■ **Problem to work on**: Nothing should differ. Repeat every record as written.

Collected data
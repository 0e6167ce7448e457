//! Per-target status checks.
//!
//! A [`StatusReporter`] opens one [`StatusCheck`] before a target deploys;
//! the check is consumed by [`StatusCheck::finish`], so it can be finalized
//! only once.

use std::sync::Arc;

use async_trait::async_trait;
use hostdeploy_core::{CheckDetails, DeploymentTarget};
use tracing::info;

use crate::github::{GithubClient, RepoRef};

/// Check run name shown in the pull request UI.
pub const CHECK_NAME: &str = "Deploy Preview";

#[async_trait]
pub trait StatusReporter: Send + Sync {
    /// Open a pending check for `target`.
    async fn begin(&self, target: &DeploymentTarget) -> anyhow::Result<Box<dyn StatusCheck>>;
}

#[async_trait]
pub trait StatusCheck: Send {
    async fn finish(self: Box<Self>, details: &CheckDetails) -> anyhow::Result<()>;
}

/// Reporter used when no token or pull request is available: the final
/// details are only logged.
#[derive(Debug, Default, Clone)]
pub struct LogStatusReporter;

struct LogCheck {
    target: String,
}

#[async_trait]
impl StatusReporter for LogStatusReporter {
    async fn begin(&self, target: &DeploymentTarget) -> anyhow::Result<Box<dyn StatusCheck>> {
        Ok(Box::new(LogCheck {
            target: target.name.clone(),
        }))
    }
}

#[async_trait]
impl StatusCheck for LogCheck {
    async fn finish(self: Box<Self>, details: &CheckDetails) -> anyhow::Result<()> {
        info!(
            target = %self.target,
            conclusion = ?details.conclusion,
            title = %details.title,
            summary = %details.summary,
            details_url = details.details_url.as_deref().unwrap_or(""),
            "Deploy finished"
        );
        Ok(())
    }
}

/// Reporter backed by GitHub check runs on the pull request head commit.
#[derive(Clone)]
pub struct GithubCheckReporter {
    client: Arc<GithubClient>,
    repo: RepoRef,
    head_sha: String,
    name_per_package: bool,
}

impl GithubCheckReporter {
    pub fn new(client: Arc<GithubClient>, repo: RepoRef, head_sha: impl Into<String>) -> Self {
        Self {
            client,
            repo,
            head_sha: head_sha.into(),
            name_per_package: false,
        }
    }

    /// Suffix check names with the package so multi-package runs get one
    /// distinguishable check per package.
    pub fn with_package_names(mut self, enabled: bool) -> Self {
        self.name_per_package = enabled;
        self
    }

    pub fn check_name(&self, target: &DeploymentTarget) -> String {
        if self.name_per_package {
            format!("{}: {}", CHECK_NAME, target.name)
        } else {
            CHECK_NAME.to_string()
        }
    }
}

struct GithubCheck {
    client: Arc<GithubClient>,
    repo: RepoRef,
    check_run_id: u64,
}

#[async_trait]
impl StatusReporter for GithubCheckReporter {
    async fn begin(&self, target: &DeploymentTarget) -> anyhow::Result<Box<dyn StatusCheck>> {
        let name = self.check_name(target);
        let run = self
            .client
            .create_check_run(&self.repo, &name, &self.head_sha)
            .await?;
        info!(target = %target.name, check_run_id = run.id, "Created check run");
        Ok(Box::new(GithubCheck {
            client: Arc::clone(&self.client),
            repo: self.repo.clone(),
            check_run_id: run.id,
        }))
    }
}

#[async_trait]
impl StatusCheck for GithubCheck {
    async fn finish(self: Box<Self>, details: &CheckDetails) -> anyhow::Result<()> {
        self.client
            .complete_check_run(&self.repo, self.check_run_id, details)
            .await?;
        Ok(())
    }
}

■ **Response**:
repository 0e6167ce7448e457
//! Per-target status checks.
//!
//! A [`StatusReporter`] opens one [`StatusCheck`] before a target deploys;
//! the check is consumed by [`StatusCheck::finish`], so it can be finalized
//! only once.

use std::sync::Arc;

use async_trait::async_trait;
use hostdeploy_core::{CheckDetails, DeploymentTarget};
use tracing::info;

use crate::github::{GithubClient, RepoRef};

/// Check run name shown in the pull request UI.
pub const CHECK_NAME: &str = "Deploy Preview";

#[async_trait]
pub trait StatusReporter: Send + Sync {
    /// Open a pending check for `target`.
    async fn begin(&self, target: &DeploymentTarget) -> anyhow::Result<Box<dyn StatusCheck>>;
}

#[async_trait]
pub trait StatusCheck: Send {
    async fn finish(self: Box<Self>, details: &CheckDetails) -> anyhow::Result<()>;
}

/// Reporter used when no token or pull request is available: the final
/// details are only logged.
#[derive(Debug, Default, Clone)]
pub struct LogStatusReporter;

struct LogCheck {
    target: String,
}

#[async_trait]
impl StatusReporter for LogStatusReporter {
    async fn begin(&self, target: &DeploymentTarget) -> anyhow::Result<Box<dyn StatusCheck>> {
        Ok(Box::new(LogCheck {
            target: target.name.clone(),
        }))
    }
}

#[async_trait]
impl StatusCheck for LogCheck {
    async fn finish(self: Box<Self>, details: &CheckDetails) -> anyhow::Result<()> {
        info!(
            target = %self.target,
            conclusion = ?details.conclusion,
            title = %details.title,
            summary = %details.summary,
            details_url = details.details_url.as_deref().unwrap_or(""),
            "Deploy finished"
        );
        Ok(())
    }
}

/// Reporter backed by GitHub check runs on the pull request head commit.
#[derive(Clone)]
pub struct GithubCheckReporter {
    client: Arc<GithubClient>,
    repo: RepoRef,
    head_sha: String,
    name_per_package: bool,
}

impl GithubCheckReporter {
    pub fn new(client: Arc<GithubClient>, repo: RepoRef, head_sha: impl Into<String>) -> Self {
        Self {
            client,
            repo,
            head_sha: head_sha.into(),
            name_per_package: false,
        }
    }

    /// Suffix check names with the package so multi-package runs get one
    /// distinguishable check per package.
    pub fn with_package_names(mut self, enabled: bool) -> Self {
        self.name_per_package = enabled;
        self
    }

    pub fn check_name(&self, target: &DeploymentTarget) -> String {
        if self.name_per_package {
            format!("{}: {}", CHECK_NAME, target.name)
        } else {
            CHECK_NAME.to_string()
        }
    }
}

struct GithubCheck {
    client: Arc<GithubClient>,
    repo: RepoRef,
    check_run_id: u64,
}

#[async_trait]
impl StatusReporter for GithubCheckReporter {
    async fn begin(&self, target: &DeploymentTarget) -> anyhow::Result<Box<dyn StatusCheck>> {
        let name = self.check_name(target);
        let run = self
            .client
            .create_check_run(&self.repo, &name, &self.head_sha)
            .await?;
        info!(target = %target.name, check_run_id = run.id, "Created check run");
        Ok(Box::new(GithubCheck {
            client: Arc::clone(&self.client),
            repo: self.repo.clone(),
            check_run_id: run.id,
        }))
    }
}

#[async_trait]
impl StatusCheck for GithubCheck {
    async fn finish(self: Box<Self>, details: &CheckDetails) -> anyhow::Result<()> {
        self.client
            .complete_check_run(&self.repo, self.check_run_id, details)
            .await?;
        Ok(())
    }
}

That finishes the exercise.